◆ EXERCISE AIM ◆
Everything from the line containing "use std::str::FromStr;" through the line containing "pub enum CatalogError" in the listing below should be copied exactly, and nothing more.
********
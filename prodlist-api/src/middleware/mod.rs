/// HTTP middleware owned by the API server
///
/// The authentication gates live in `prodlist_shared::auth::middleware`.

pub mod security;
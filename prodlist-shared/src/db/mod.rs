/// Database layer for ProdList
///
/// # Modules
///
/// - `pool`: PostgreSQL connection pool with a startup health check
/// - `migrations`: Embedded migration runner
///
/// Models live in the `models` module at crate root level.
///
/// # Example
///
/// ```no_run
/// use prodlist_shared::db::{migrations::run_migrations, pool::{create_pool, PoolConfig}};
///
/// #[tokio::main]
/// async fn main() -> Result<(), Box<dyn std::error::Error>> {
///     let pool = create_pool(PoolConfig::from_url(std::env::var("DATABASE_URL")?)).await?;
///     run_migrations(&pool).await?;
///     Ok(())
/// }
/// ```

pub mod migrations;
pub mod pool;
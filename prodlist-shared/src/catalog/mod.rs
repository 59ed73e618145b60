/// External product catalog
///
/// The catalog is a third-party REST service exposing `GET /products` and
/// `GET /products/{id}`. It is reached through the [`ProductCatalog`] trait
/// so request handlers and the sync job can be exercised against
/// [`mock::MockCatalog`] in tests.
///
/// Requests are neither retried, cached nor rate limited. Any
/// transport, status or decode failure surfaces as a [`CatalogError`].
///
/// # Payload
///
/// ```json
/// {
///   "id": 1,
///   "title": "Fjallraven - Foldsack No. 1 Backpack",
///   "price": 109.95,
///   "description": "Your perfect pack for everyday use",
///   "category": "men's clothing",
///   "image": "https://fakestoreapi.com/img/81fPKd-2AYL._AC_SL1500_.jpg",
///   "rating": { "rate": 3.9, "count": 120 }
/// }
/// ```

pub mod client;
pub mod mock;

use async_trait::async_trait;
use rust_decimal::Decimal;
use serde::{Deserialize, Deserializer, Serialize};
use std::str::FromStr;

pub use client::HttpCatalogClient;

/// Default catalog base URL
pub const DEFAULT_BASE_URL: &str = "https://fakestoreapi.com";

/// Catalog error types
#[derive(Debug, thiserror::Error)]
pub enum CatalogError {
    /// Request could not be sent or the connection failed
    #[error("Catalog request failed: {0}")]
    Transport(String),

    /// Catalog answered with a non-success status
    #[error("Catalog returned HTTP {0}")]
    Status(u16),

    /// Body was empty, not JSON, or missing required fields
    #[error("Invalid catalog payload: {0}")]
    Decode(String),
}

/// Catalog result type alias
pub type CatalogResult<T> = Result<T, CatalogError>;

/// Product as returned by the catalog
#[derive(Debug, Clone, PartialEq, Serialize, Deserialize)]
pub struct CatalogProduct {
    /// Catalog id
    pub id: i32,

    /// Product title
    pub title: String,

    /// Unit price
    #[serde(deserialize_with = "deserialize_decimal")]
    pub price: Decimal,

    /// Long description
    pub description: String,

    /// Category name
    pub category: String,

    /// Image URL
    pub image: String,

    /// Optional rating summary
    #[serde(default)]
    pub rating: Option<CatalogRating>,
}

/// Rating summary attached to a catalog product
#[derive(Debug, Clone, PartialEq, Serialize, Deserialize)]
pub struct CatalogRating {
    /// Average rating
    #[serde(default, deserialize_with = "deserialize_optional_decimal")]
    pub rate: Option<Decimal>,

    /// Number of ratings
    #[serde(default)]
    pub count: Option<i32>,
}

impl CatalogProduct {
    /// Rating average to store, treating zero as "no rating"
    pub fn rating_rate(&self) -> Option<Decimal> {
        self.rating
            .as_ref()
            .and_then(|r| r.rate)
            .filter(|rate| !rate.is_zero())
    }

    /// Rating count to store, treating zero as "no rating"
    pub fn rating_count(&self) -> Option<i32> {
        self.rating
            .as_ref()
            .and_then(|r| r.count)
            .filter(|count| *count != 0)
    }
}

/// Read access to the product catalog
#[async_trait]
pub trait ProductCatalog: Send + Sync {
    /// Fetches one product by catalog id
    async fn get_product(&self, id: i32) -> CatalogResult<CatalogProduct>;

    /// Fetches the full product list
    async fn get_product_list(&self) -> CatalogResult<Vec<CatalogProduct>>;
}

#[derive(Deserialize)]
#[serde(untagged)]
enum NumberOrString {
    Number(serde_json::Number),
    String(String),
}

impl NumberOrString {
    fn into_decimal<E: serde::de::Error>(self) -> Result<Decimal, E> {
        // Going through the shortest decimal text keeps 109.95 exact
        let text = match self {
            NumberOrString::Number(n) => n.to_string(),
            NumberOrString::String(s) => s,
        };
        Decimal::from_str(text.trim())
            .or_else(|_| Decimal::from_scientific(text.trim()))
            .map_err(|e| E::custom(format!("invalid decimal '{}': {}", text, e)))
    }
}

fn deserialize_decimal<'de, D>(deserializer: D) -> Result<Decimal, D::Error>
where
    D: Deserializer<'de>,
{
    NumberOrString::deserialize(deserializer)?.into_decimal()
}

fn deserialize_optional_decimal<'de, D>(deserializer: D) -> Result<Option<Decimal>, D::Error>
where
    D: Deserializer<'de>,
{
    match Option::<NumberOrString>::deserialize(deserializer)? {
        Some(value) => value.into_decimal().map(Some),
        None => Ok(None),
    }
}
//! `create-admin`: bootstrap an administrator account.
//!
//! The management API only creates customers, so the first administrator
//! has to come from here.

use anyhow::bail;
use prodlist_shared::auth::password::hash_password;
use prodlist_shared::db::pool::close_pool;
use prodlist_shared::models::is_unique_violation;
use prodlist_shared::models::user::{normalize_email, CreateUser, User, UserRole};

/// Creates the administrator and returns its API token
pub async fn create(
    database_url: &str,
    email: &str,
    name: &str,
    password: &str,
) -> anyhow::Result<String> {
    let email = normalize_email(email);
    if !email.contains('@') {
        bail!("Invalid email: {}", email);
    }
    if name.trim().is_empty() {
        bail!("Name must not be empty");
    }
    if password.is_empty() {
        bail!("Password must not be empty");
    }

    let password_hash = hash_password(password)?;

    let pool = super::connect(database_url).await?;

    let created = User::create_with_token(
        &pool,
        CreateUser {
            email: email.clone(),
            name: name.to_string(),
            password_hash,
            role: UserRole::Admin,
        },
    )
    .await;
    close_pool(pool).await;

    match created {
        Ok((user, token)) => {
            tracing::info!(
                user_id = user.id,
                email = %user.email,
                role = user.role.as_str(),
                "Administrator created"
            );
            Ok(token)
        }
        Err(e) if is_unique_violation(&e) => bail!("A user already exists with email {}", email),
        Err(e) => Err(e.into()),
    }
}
********
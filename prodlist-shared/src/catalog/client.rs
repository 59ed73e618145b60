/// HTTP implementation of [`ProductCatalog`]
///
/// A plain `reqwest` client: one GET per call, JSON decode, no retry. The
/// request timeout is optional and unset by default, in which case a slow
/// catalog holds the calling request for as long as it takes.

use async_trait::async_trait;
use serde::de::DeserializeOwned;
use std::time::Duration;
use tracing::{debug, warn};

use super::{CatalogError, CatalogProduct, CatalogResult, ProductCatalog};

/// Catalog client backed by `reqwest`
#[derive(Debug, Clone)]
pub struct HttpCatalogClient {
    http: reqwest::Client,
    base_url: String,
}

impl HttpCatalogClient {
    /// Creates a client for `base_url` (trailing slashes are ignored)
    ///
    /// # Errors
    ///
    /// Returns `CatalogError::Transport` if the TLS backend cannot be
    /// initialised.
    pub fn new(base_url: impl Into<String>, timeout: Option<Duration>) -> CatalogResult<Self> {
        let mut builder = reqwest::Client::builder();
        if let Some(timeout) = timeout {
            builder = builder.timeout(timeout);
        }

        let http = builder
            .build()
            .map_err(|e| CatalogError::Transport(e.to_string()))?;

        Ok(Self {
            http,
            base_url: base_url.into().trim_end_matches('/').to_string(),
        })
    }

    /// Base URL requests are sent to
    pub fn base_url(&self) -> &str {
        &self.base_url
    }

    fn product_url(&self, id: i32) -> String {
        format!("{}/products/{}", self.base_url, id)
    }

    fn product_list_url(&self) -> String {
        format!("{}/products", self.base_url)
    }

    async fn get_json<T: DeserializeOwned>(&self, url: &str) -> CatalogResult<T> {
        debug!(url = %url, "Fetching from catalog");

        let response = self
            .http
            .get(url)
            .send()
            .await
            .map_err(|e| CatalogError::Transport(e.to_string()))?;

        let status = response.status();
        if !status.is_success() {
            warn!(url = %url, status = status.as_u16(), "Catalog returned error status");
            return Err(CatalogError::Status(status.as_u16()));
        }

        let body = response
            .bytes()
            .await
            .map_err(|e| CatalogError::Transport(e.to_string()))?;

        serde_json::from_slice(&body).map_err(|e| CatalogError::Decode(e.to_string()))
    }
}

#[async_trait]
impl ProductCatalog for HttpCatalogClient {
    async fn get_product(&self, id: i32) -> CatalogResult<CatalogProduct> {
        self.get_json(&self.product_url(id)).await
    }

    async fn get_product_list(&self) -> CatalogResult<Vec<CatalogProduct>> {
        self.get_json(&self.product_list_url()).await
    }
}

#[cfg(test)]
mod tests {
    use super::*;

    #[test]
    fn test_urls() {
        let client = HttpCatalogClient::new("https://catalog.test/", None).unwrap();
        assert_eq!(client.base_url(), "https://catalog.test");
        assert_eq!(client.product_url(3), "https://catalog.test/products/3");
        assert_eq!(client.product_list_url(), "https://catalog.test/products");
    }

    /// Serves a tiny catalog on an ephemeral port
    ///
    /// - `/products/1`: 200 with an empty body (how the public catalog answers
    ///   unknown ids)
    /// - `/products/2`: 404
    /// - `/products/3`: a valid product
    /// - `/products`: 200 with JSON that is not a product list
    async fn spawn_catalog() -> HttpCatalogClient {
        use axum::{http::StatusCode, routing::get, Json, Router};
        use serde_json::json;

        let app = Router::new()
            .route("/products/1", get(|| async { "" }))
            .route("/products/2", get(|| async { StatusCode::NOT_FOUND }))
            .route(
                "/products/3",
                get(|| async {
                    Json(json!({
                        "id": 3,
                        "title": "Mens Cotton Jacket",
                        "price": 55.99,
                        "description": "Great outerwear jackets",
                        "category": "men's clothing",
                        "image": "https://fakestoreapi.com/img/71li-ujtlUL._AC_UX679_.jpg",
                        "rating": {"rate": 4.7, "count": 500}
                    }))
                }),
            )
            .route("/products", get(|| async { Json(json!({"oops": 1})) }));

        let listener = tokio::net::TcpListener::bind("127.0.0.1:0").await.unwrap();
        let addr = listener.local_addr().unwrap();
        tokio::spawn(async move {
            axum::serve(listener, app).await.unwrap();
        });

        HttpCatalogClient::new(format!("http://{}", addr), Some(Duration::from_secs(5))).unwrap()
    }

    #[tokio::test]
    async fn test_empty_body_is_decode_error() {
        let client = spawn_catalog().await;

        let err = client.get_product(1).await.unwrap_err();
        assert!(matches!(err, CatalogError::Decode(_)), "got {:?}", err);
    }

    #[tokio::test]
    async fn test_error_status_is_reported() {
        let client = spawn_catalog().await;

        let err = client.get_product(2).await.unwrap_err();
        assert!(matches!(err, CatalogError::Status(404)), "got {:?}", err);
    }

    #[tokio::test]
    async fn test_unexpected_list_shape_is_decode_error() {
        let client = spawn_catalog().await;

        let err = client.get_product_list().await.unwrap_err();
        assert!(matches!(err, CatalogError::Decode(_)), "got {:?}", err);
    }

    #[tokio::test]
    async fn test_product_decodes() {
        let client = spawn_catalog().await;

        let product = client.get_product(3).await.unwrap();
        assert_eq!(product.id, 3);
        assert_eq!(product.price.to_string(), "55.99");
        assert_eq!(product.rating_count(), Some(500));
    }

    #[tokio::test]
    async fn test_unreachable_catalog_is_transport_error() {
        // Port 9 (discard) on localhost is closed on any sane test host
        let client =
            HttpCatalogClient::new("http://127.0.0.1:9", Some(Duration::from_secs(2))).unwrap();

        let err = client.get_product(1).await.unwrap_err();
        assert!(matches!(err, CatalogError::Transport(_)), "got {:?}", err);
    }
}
********
◆ RESULT OF THIS EXERCISE ◆
use std::str::FromStr;

pub use client::HttpCatalogClient;

/// Default catalog base URL
pub const DEFAULT_BASE_URL: &str = "https://fakestoreapi.com";

/// Catalog error types
#[derive(Debug, thiserror::Error)]
pub enum CatalogError {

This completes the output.